3 Japanese Self-learning Textbooks for Beginners

I studied Nihongo online for over a year through Kumon. If you haven’t heard about it, it’s just one of the many language schools here in Japan. You can also find it in some selected areas in the Philippines. Due to an agreement, I’m not at liberty to share the details in terms of their teaching techniques. But for what it’s worth, I learned a lot. It was a bit tough and it got to a point where I felt exhausted. I reckoned I needed to take a breather. Up until now I haven’t made up my mind whether to start again or enroll myself in a different school.

When I’m away from the blogging world, I go about my life as a housewife. I flip through the pages of these books to learn Japanese at my leisure. They have helped me recall what I previously learned and at the same time enlightened me with new useful things. I got them from the local bookstore. You can spot them at the language learning section. Please note that this isn’t a sponsored post. I’m only recommending these books so to help those Japanese language learners out there.
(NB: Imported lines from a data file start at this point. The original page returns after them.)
//! Command line: `info`, `convert` and `preload`

use anyhow::{bail, Context, Result};
use clap::{Parser, Subcommand};
use log::{debug, info, warn};
use std::path::{Path, PathBuf};
use std::sync::Arc;
use std::time::Instant;
use uuid::Uuid;

use crate::config::Settings;
use crate::core::{CacheManager, FrameCache, PreloadEvent, PreloadSource, Preloader};
use crate::entities::{FileInfo, Proxy, Sequence};
use crate::io::registry::Registry;
use crate::io::{FrameInfo, ImageIoInfo, ImageLoad, ImageSave};
use crate::utils::sequences;

#[cfg(feature = "openexr")]
const EXR_BACKEND: &str = "openexr-rs 0.11 (C++)";
#[cfg(not(feature = "openexr"))]
const EXR_BACKEND: &str = "exrs (pure Rust)";

#[cfg(feature = "ffmpeg")]
const VIDEO_BACKEND: &str = "playa-ffmpeg 8.0 (static)";
#[cfg(not(feature = "ffmpeg"))]
const VIDEO_BACKEND: &str = "disabled";

const VERSION_INFO: &str = const_format::concatcp!(
    env!("CARGO_PKG_VERSION"), "\n",
    "EXR:    ", EXR_BACKEND, "\n",
    "Video:  ", VIDEO_BACKEND, "\n",
    "Target: ", std::env::consts::ARCH, "-", std::env::consts::OS
);

/// Image sequence I/O: inspect, convert and preload frames
#[derive(Parser, Debug)]
#[command(name = "seqio", author, version = VERSION_INFO, about, long_about = None)]
pub struct Args {
    #[command(subcommand)]
    pub command: Command,

    /// Log to a file (default: seqio.log in the data directory)
    #[arg(short = 'l', long = "log", value_name = "LOG_FILE", global = true)]
    pub log_file: Option<Option<PathBuf>>,

    /// Increase logging verbosity (default: warn, -v: info, -vv: debug, -vvv+: trace)
    #[arg(short = 'v', long = "verbose", action = clap::ArgAction::Count, global = true)]
    pub verbosity: u8,

    /// Custom configuration directory (overrides default platform paths)
    #[arg(short = 'c', long = "config-dir", value_name = "DIR", global = true)]
    pub config_dir: Option<PathBuf>,
}

#[derive(Subcommand, Debug)]
pub enum Command {
    /// Print header information for files or sequences
    Info {
        /// Files, numbered frames, or patterns like shot.####.dpx
        #[arg(value_name = "FILE", required = true)]
        files: Vec<PathBuf>,
    },
    /// Read frames with one codec and write them with another
    Convert {
        #[arg(value_name = "IN")]
        input: PathBuf,
        /// Output name; use #### or a frame number for sequences
        #[arg(value_name = "OUT")]
        output: PathBuf,
        /// Downscale factor (1, 2, 4 or 8)
        #[arg(long, value_name = "N", default_value_t = 1)]
        proxy: usize,
        /// Convert only this frame
        #[arg(long, value_name = "N")]
        frame: Option<i64>,
    },
    /// Decode a sequence into the frame cache and report timing
    Preload {
        #[arg(value_name = "FILE")]
        file: PathBuf,
        /// Cache budget in MB (default: from settings)
        #[arg(long = "budget-mb", value_name = "N")]
        budget_mb: Option<u64>,
        /// First frame to preload from (default: sequence start)
        #[arg(long, value_name = "N")]
        frame: Option<i64>,
    },
}

/// Dispatch a parsed command.
pub fn run(command: &Command, settings: &Settings) -> Result<()> {
    let registry = Registry::new(settings.io.clone());
    match command {
        Command::Info { files } => {
            for path in files {
                print_info(&registry, &resolve(path, settings)?)?;
            }
            Ok(())
        }
        Command::Convert { input, output, proxy, frame } => {
            let proxy = Proxy::from_scale(*proxy)
                .with_context(|| format!("proxy must be 1, 2, 4 or 8, got {proxy}"))?;
            convert(&registry, &resolve(input, settings)?, output, proxy, *frame)
        }
        Command::Preload { file, budget_mb, frame } => {
            preload(registry, &resolve(file, settings)?, settings, *budget_mb, *frame)
        }
    }
}

fn resolve(path: &Path, settings: &Settings) -> Result<FileInfo> {
    if settings.sequence.auto_detect {
        sequences::discover(path).with_context(|| format!("Cannot resolve {}", path.display()))
    } else {
        Ok(FileInfo::new(path))
    }
}

fn print_info(registry: &Registry, file: &FileInfo) -> Result<()> {
    let format = registry.detect(file)?;
    let (mut loader, info) = registry.load(file)?;
    loader.close()?;

    println!("{}", file.display_name());
    println!("  format:   {}", format.name());
    for (i, layer) in info.layers.iter().enumerate() {
        let name = if layer.layer_name.is_empty() { "-" } else { layer.layer_name.as_str() };
        println!("  layer {}:  {} {}x{} {}", i, name, layer.width, layer.height, layer.pixel);
    }
    if !info.sequence.is_empty() {
        println!("  frames:   {} ({})", info.sequence, info.sequence.len());
        println!("  speed:    {:.3} fps", info.sequence.speed.fps());
    }
    for (key, value) in info.tags.iter_sorted() {
        println!("  {}: {}", key, value);
    }
    Ok(())
}

fn convert(
    registry: &Registry,
    input: &FileInfo,
    output: &Path,
    proxy: Proxy,
    frame: Option<i64>,
) -> Result<()> {
    let (mut loader, info) = registry.load(input)?;
    let sequence = match frame {
        Some(f) => Sequence::single(f, info.sequence.pad),
        None if info.sequence.is_empty() => Sequence::single(-1, 0),
        None => info.sequence.clone(),
    };
    let target = sequences::target(output, &sequence)?;

    let mut layer = info.info();
    layer.width = proxy.scaled(layer.width);
    layer.height = proxy.scaled(layer.height);
    let out_info = ImageIoInfo {
        file_name: target.file_name(-1),
        layers: vec![layer],
        sequence: sequence.clone(),
        tags: info.tags.clone(),
    };
    let mut saver = registry.save(&target, &out_info)?;

    let started = Instant::now();
    for &f in &sequence.frames {
        let image = loader
            .read(&FrameInfo::new(f).with_proxy(proxy))
            .with_context(|| format!("Reading frame {} of {}", f, input.display_name()))?;
        saver
            .write(&image, &FrameInfo::new(f))
            .with_context(|| format!("Writing {}", target.file_name(f).display()))?;
        debug!("Converted frame {}", f);
    }
    saver.close()?;
    loader.close()?;

    info!(
        "Converted {} frames in {:.2}s",
        sequence.len(),
        started.elapsed().as_secs_f64()
    );
    println!("{} -> {}", input.display_name(), target.display_name());
    Ok(())
}

fn preload(
    registry: Registry,
    file: &FileInfo,
    settings: &Settings,
    budget_mb: Option<u64>,
    frame: Option<i64>,
) -> Result<()> {
    if !settings.preload.enabled {
        bail!("preload is disabled in settings");
    }
    let manager = match budget_mb {
        Some(mb) => CacheManager::with_limit((mb as usize).saturating_mul(1024 * 1024)),
        None => settings.cache.manager(),
    };
    let cache = Arc::new(FrameCache::new(Arc::new(manager)));
    cache.set_enabled(settings.cache.enabled);

    let registry = Arc::new(registry);
    let (mut loader, info) = registry.load(file)?;
    loader.close()?;

    let mut source = PreloadSource::new(Uuid::new_v4(), file.clone(), &info);
    let playhead = frame.unwrap_or_else(|| source.frames.first().copied().unwrap_or(0));
    if settings.preload.window > 0 {
        source.frames.retain(|&f| f >= playhead);
        source.frames.truncate(settings.preload.window);
    }

    let preloader = Preloader::new(Arc::clone(&cache), registry, settings.workers);
    let started = Instant::now();
    if !preloader.start(source, playhead) {
        bail!("preload already running for {}", file.display_name());
    }

    let (mut loaded, mut skipped) = (0usize, 0usize);
    for event in preloader.events().iter() {
        match event {
            PreloadEvent::Loaded { .. } => loaded += 1,
            PreloadEvent::Skipped { frame, error, .. } => {
                skipped += 1;
                warn!("frame {}: {}", frame, error);
            }
            PreloadEvent::Finished { .. } | PreloadEvent::Cancelled { .. } => break,
        }
    }

    let seconds = started.elapsed().as_secs_f64();
    let (usage, limit) = cache.manager().mem();
    println!("{}", file.display_name());
    println!("  loaded:   {} frames in {:.2}s ({:.1} fps)", loaded, seconds, loaded as f64 / seconds.max(1e-9));
    println!("  skipped:  {}", skipped);
    println!("  cached:   {} frames, {} / {} MB", cache.len(), usage / 1024 / 1024, limit / 1024 / 1024);
    Ok(())
}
If you just want to study Nihongo with no pressure at all, check out these books.

Don’t mind the page markers. lol

Based on experience and as a language instructor myself, the very first step to learning a foreign language that has its own special writing system is to familiarize its characters. In this case, you should start by getting yourself acquainted with hiragana and katakana. This book will definitely do the tricks for you. It lets you practice writing and reading both with ease.

Once you’ve mastered hiragana and katakana, you can now start using books that help you learn practical Nihongo for daily conversations. This book’s cover says it all. I’m actually using this one these days and I’m glad I chose this over the others. It doesn’t talk too much about grammar or technical matters. It’s more on giving examples and tips which won’t be too overwhelming for beginners. Once I’m done with this, I’ll begin with the 3rd one below.

I should say this one is like the upgraded version of the second one with regard to introducing words, expressions, and the likes. Furthermore, it has the grammar section that’s easy to comprehend. This is also the friendly version of the popular Japanese textbook that’s written only in Japanese that’s commonly used in community language centers with volunteer teachers. Before moving on to that one, you might want to stick around with this one first in order to avoid frustrations. It’s like preparing yourself for the real battle. Kidding, but it seems like it.
Don’t hesitate to ask if you want further details of these books. If you’re currently learning Nihongo, 頑張ってください!

How do you study Nihongo? Do you have textbooks to recommend?